Etz Hayyim synagogue stands in a small alley off Kondhilaki Streer in Evraiki or the former Jewish quarter in the old town of Chania, where there has been a synagogue since the Middle Ages. It is in the heart of the walled maze of alleyways and narrow streets that spread out from the harbour with its mediaeval lighthouse and the port’s surviving mosque.

There were Romaniote or Greek-speaking Jews in Crete for more than 2,300 years, and they survived wave-after-wave of invaders, including Romans, Byzantines, Saracen pirates, Venetians and Ottomans.

They were strongly influenced by Sephardic intellectual traditions with the arrival of Spanish Jews in Crete in the late 14th century, and the two Jewish communities intermarried and accommodated one another.

At the beginning of the Greek-Turkish war in 1897, there were 225 Jewish families in Crete, or 1,150 people in a total population of 250,000, spread across the three cities in the island: Chania, Iraklion and Rethymnon.

Early on the morning of 9 June 1944, while the 256 remaining Jews of Crete were being sent by the Nazis to Athens for deportation to Auschwitz, the Tanais, the container ship carrying them from Chania to Athens, was torpedoed by a British submarine HMS Vivid off the coast of Santorini. In all, about 1,000 prisoners were on board, including 400 Greek hostages and 300 Italian soldiers. No one survived.

Etz Hayyim synagogue stood empty after World War II. The sleeping building was desecrated. It was used as a dump, a urinal and a kennel, damaged by earthquakes and filled with dead animals and broken glass, its mikvah or ritual bath oozing mud and muck.

The revival of the synagogue is due to the vision and hard work of Nicholas Stavroulakis who grew up in Britain, the son of a Turkish Jewish mother and a Greek Orthodox father from Crete. His family ties inspired many visits to Crete. He returned in 1995, set about restoring the synagogue, and Etz Hayyim reopened in 1999.
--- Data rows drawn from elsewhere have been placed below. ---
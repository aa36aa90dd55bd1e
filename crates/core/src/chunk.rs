//! Table chunk planning
//!
//! Splits a table write into consecutive transactions no larger than the
//! per-transfer ceiling. Each chunk carries its own address so that it can be
//! sent behind a correctly sized control frame.

/// One transaction of a chunked table write
#[derive(Debug, Clone, Copy, PartialEq, Eq)]
pub struct Chunk {
    /// Register address of the first word in this chunk
    pub address: u32,
    /// Offset of the first word inside the table
    pub offset: usize,
    /// Number of words in this chunk
    pub words: usize,
}

impl Chunk {
    /// Slice of `table` covered by this chunk
    pub fn of<'a>(&self, table: &'a [u32]) -> &'a [u32] {
        &table[self.offset..self.offset + self.words]
    }
}

/// Iterator over the chunks of a table write
///
/// # Example
///
/// ```
/// use sja1105_core::chunk::ChunkPlan;
///
/// let plan = ChunkPlan::new(0x20000, 150, 64);
/// assert_eq!(plan.count(), 3);
/// ```
#[derive(Debug, Clone)]
pub struct ChunkPlan {
    base: u32,
    total: usize,
    max_words: usize,
    offset: usize,
}

impl ChunkPlan {
    /// Plan a write of `total` words starting at `base`
    ///
    /// A `max_words` of zero is treated as one word per chunk.
    pub fn new(base: u32, total: usize, max_words: usize) -> Self {
        Self {
            base,
            total,
            max_words: max_words.max(1),
            offset: 0,
        }
    }

    /// Number of transactions the whole table needs
    pub fn transactions(&self) -> usize {
        self.total.div_ceil(self.max_words)
    }
}

impl Iterator for ChunkPlan {
    type Item = Chunk;

    fn next(&mut self) -> Option<Chunk> {
        if self.offset >= self.total {
            return None;
        }
        let words = (self.total - self.offset).min(self.max_words);
        let chunk = Chunk {
            address: self.base.wrapping_add(self.offset as u32),
            offset: self.offset,
            words,
        };
        self.offset += words;
        Some(chunk)
    }

    fn size_hint(&self) -> (usize, Option<usize>) {
        let left = (self.total - self.offset).div_ceil(self.max_words);
        (left, Some(left))
    }
}

impl ExactSizeIterator for ChunkPlan {}

#[cfg(test)]
mod tests {
    extern crate std;
    use super::*;
    use std::vec::Vec;

    #[test]
    fn test_chunks_cover_table_exactly() {
        for &(n, c) in &[(1usize, 64usize), (64, 64), (65, 64), (150, 64), (1000, 7), (5, 1)] {
            let plan = ChunkPlan::new(0x1000, n, c);
            assert_eq!(plan.transactions(), n.div_ceil(c));

            let chunks: Vec<Chunk> = plan.collect();
            assert_eq!(chunks.len(), n.div_ceil(c));

            let mut expected_addr = 0x1000u32;
            let mut sum = 0;
            for chunk in &chunks {
                assert_eq!(chunk.address, expected_addr);
                assert_eq!(chunk.offset, sum);
                assert!(chunk.words <= c && chunk.words > 0);
                expected_addr += chunk.words as u32;
                sum += chunk.words;
            }
            assert_eq!(sum, n);
        }
    }

    #[test]
    fn test_empty_table_yields_nothing() {
        assert_eq!(ChunkPlan::new(0, 0, 64).count(), 0);
    }

    #[test]
    fn test_zero_ceiling_is_one_word() {
        assert_eq!(ChunkPlan::new(0, 3, 0).count(), 3);
    }

    #[test]
    fn test_chunk_slices_table() {
        let table: Vec<u32> = (0..10).collect();
        let chunks: Vec<Chunk> = ChunkPlan::new(0, table.len(), 4).collect();
        assert_eq!(chunks[2].of(&table), &[8, 9]);
    }

    #[test]
    fn test_size_hint_tracks_progress() {
        let mut plan = ChunkPlan::new(0, 10, 4);
        assert_eq!(plan.len(), 3);
        plan.next();
        assert_eq!(plan.len(), 2);
    }
}
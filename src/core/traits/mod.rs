//! Core traits shared by the platform adapters
//!
//! `SharedState<T>` lets the mock and embedded platforms guard their
//! peripherals with whichever lock fits the target.

pub mod sync;

pub use sync::SharedState;

#[cfg(feature = "hal")]
pub use sync::EmbassyState;

#[cfg(any(test, feature = "mock"))]
pub use sync::StdState;
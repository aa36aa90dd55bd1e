//! SJA1105 Register Definitions
//!
//! Addresses and bit positions the protocol operations consume. The switch
//! family comes in two generations with slightly different maps:
//!
//! - First generation: SJA1105E, SJA1105T
//! - Second generation: SJA1105P, SJA1105Q, SJA1105R, SJA1105S
//!
//! [`RegisterMap::default`] describes the second generation.

use sja1105_core::lut::LutLayout;
use sja1105_core::status::Variant;

// =============================================================================
// Common Registers
// =============================================================================

/// Device ID register
pub const DEVICE_ID: u32 = 0x00_0000;

/// Initial configuration status register
pub const CONFIG_STATUS: u32 = 0x00_0001;

/// Checksum readback of the last table write
pub const TABLE_CRC: u32 = 0x00_0002;

/// Static configuration area
pub const STATIC_CONFIG: u32 = 0x02_0000;

/// Reset generation unit control register
pub const RGU_RESET_CTRL: u32 = 0x10_0440;

// =============================================================================
// Reset Control Bits
// =============================================================================

/// Warm reset (P/Q/R/S)
pub const PQRS_WARM_RST: u32 = 1 << 3;

/// Cold reset (P/Q/R/S)
pub const PQRS_COLD_RST: u32 = 1 << 2;

/// Warm reset (E/T)
pub const ET_WARM_RST: u32 = 1 << 2;

/// Cold reset (E/T)
pub const ET_COLD_RST: u32 = 1 << 3;

// =============================================================================
// L2 Address Lookup Table Reconfiguration
// =============================================================================

/// Entry image (P/Q/R/S)
pub const PQRS_L2_LOOKUP_ENTRY: u32 = 0x24;

/// Entry image length (P/Q/R/S)
pub const PQRS_L2_LOOKUP_ENTRY_WORDS: usize = 5;

/// Index field position in entry word 0 (P/Q/R/S)
pub const PQRS_L2_LOOKUP_INDEX_SHIFT: u32 = 6;

/// Command register (P/Q/R/S)
pub const PQRS_L2_LOOKUP_CMD: u32 = 0x29;

/// Host command field value selecting invalidation (P/Q/R/S)
pub const PQRS_L2_LOOKUP_HOSTCMD_INVALIDATE: u32 = 4 << 23;

/// Entry image (E/T)
pub const ET_L2_LOOKUP_ENTRY: u32 = 0x20;

/// Entry image length (E/T)
pub const ET_L2_LOOKUP_ENTRY_WORDS: usize = 3;

/// Index field position in entry word 0 (E/T)
pub const ET_L2_LOOKUP_INDEX_SHIFT: u32 = 20;

/// Command register (E/T)
pub const ET_L2_LOOKUP_CMD: u32 = 0x23;

/// Index field width (10 bits)
pub const L2_LOOKUP_INDEX_MASK: u32 = 0x3ff;

/// L2 address lookup table capacity
pub const L2_LOOKUP_CAPACITY: u16 = 1024;

/// Command pending; cleared by the switch when done
pub const CMD_VALID: u32 = 1 << 31;

/// Write command
pub const CMD_RDWRSET: u32 = 1 << 30;

/// Entry valid
pub const CMD_VALIDENT: u32 = 1 << 27;

/// Single-bit flag location and the value it must reach
#[derive(Debug, Clone, Copy, PartialEq, Eq)]
pub struct FlagSpec {
    /// Register address
    pub address: u32,
    /// Bits tested; the flag is set when any of them is set
    pub mask: u32,
    /// Awaited value
    pub polarity: bool,
}

/// Addresses and bits used by the device operations
#[derive(Debug, Clone, Copy, PartialEq, Eq)]
pub struct RegisterMap {
    /// Device ID register
    pub device_id: u32,
    /// Initial configuration status register
    pub config_status: u32,
    /// Checksum readback register used by safe table writes
    pub table_crc: u32,
    /// Reset control register
    pub reset_ctrl: u32,
    /// Warm reset bit
    pub warm_reset: u32,
    /// Cold reset bit
    pub cold_reset: u32,
    /// Flag polled after a reset until the switch answers
    pub ready: FlagSpec,
    /// L2 address lookup table reconfiguration layout
    pub l2_lookup: LutLayout,
}

impl Default for RegisterMap {
    fn default() -> Self {
        Self {
            device_id: DEVICE_ID,
            config_status: CONFIG_STATUS,
            table_crc: TABLE_CRC,
            reset_ctrl: RGU_RESET_CTRL,
            warm_reset: PQRS_WARM_RST,
            cold_reset: PQRS_COLD_RST,
            ready: FlagSpec {
                address: DEVICE_ID,
                mask: 0xffff_ffff,
                polarity: true,
            },
            l2_lookup: LutLayout {
                entry_addr: PQRS_L2_LOOKUP_ENTRY,
                entry_words: PQRS_L2_LOOKUP_ENTRY_WORDS,
                index_word: 0,
                index_shift: PQRS_L2_LOOKUP_INDEX_SHIFT,
                index_mask: L2_LOOKUP_INDEX_MASK,
                command_addr: PQRS_L2_LOOKUP_CMD,
                valid: CMD_VALID,
                rdwrset: CMD_RDWRSET,
                valident: CMD_VALIDENT,
                command_extra: PQRS_L2_LOOKUP_HOSTCMD_INVALIDATE,
                capacity: L2_LOOKUP_CAPACITY,
            },
        }
    }
}

impl RegisterMap {
    /// Register map of a family member
    pub fn for_variant(variant: Variant) -> Self {
        let map = Self::default();
        if !variant.is_first_generation() {
            return map;
        }
        Self {
            warm_reset: ET_WARM_RST,
            cold_reset: ET_COLD_RST,
            l2_lookup: LutLayout {
                entry_addr: ET_L2_LOOKUP_ENTRY,
                entry_words: ET_L2_LOOKUP_ENTRY_WORDS,
                index_shift: ET_L2_LOOKUP_INDEX_SHIFT,
                command_addr: ET_L2_LOOKUP_CMD,
                command_extra: 0,
                ..map.l2_lookup
            },
            ..map
        }
    }
}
Today, barely more than a dozen Jews live in Crete, and Evraiki, the former Jewish quarter, is crammed with tavernas, cafés and souvenir shops. Etz Hayyim holds weekly Shabbat services in Hebrew, Greek, and English, and is home to a research library with 4,000 volumes. Rabbi Gabriel Negrin, who was once a student in Crete, often comes to Chania from Athens to help with the services.

The courtyard of the Etz Hayyim Synagogue in Chania … there have been Jews in Crete for over 2,300 years (Photograph: Patrick Comerford)

Yom Kippur falls on the Hebrew calendar date of 10 Tishrei. The central themes of this holy day are atonement and repentance, and it is observed with a 25-hour period of fasting and intensive prayer, and many Jews spend most of the day at synagogue services.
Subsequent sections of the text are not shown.